§ **Task prompt**
Extract the complete data exactly as given.

[Opening Records for processing section]

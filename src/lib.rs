//! `stackhist` turns collider event samples into normalised, stacked
//! histograms.
//!
//! Every simulated process is normalised to a target integrated
//! luminosity, processes are summed into plot groups over a set of
//! detector channels ("states"), and the groups are stacked, compared
//! to data and written out as SVG and JSON.
//!
//! # How to use
//!
//! The `stackhist` binary covers the usual workflow. For use as a
//! library, the steps are
//!
//! 1. load the analysis configuration with [config::ConfigStore::load],
//! 2. load the processes with [factory::HistFactory::build],
//! 3. fill one histogram per plot group with [aggregate::config_hist],
//! 4. assemble the plot with [plot::make_plot],
//! 5. write it with [output::save_plot].
//!
//! ## Most relevant modules
//!
//! - [config] for the typed analysis configuration
//! - [factory] and [producer] for per-process histograms
//! - [aggregate] for plot groups
//! - [plot] and [render] for plots
//! - [reader] and [sample] for event input
//! - [expr] for cut and weight expressions
//!

/// Plot group histograms
pub mod aggregate;
/// Analysis configuration
pub mod config;
/// Conversion between input events and internal format
pub mod converter;
/// Scattering event class
pub mod event;
/// Cut, weight and branch expressions
pub mod expr;
/// Per-process histogram producers
pub mod factory;
/// Four-vector class
pub mod four_vector;
/// HepMC2 interface
pub mod hepmc2;
/// Weighted histograms
pub mod hist;
/// LesHouches Event File interface
pub mod lhef;
/// Observables of reconstructed events
pub mod observable;
/// Output files
pub mod output;
mod parsing;
/// Plot assembly
pub mod plot;
/// Weighted histograms of a single process
pub mod producer;
/// Progress bar
pub mod progress_bar;
/// Event readers
pub mod reader;
/// Reconstruction of physics objects
pub mod reco;
/// SVG output
pub mod render;
/// Event samples
pub mod sample;
/// Common traits
pub mod traits;
/// Process normalisation
pub mod weights;

use lazy_static::lazy_static;

pub const VERSION: &str = env!("CARGO_PKG_VERSION");
lazy_static! {
    pub static ref VERSION_MAJOR: u32 =
        env!("CARGO_PKG_VERSION_MAJOR").parse().unwrap();
    pub static ref VERSION_MINOR: u32 =
        env!("CARGO_PKG_VERSION_MINOR").parse().unwrap();
    pub static ref VERSION_PATCH: u32 =
        env!("CARGO_PKG_VERSION_PATCH").parse().unwrap();
}
pub const GIT_REV: Option<&str> = option_env!("VERGEN_GIT_SHA");
pub const GIT_BRANCH: Option<&str> = option_env!("VERGEN_GIT_BRANCH");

[Closing Records for processing section]

§ **Reply**
filename src/lib.rs
//! `stackhist` turns collider event samples into normalised, stacked
//! histograms.
//!
//! Every simulated process is normalised to a target integrated
//! luminosity, processes are summed into plot groups over a set of
//! detector channels ("states"), and the groups are stacked, compared
//! to data and written out as SVG and JSON.
//!
//! # How to use
//!
//! The `stackhist` binary covers the usual workflow. For use as a
//! library, the steps are
//!
//! 1. load the analysis configuration with [config::ConfigStore::load],
//! 2. load the processes with [factory::HistFactory::build],
//! 3. fill one histogram per plot group with [aggregate::config_hist],
//! 4. assemble the plot with [plot::make_plot],
//! 5. write it with [output::save_plot].
//!
//! ## Most relevant modules
//!
//! - [config] for the typed analysis configuration
//! - [factory] and [producer] for per-process histograms
//! - [aggregate] for plot groups
//! - [plot] and [render] for plots
//! - [reader] and [sample] for event input
//! - [expr] for cut and weight expressions
//!

/// Plot group histograms
pub mod aggregate;
/// Analysis configuration
pub mod config;
/// Conversion between input events and internal format
pub mod converter;
/// Scattering event class
pub mod event;
/// Cut, weight and branch expressions
pub mod expr;
/// Per-process histogram producers
pub mod factory;
/// Four-vector class
pub mod four_vector;
/// HepMC2 interface
pub mod hepmc2;
/// Weighted histograms
pub mod hist;
/// LesHouches Event File interface
pub mod lhef;
/// Observables of reconstructed events
pub mod observable;
/// Output files
pub mod output;
mod parsing;
/// Plot assembly
pub mod plot;
/// Weighted histograms of a single process
pub mod producer;
/// Progress bar
pub mod progress_bar;
/// Event readers
pub mod reader;
/// Reconstruction of physics objects
pub mod reco;
/// SVG output
pub mod render;
/// Event samples
pub mod sample;
/// Common traits
pub mod traits;
/// Process normalisation
pub mod weights;

use lazy_static::lazy_static;

pub const VERSION: &str = env!("CARGO_PKG_VERSION");
lazy_static! {
    pub static ref VERSION_MAJOR: u32 =
        env!("CARGO_PKG_VERSION_MAJOR").parse().unwrap();
    pub static ref VERSION_MINOR: u32 =
        env!("CARGO_PKG_VERSION_MINOR").parse().unwrap();
    pub static ref VERSION_PATCH: u32 =
        env!("CARGO_PKG_VERSION_PATCH").parse().unwrap();
}
pub const GIT_REV: Option<&str> = option_env!("VERGEN_GIT_SHA");
pub const GIT_BRANCH: Option<&str> = option_env!("VERGEN_GIT_BRANCH");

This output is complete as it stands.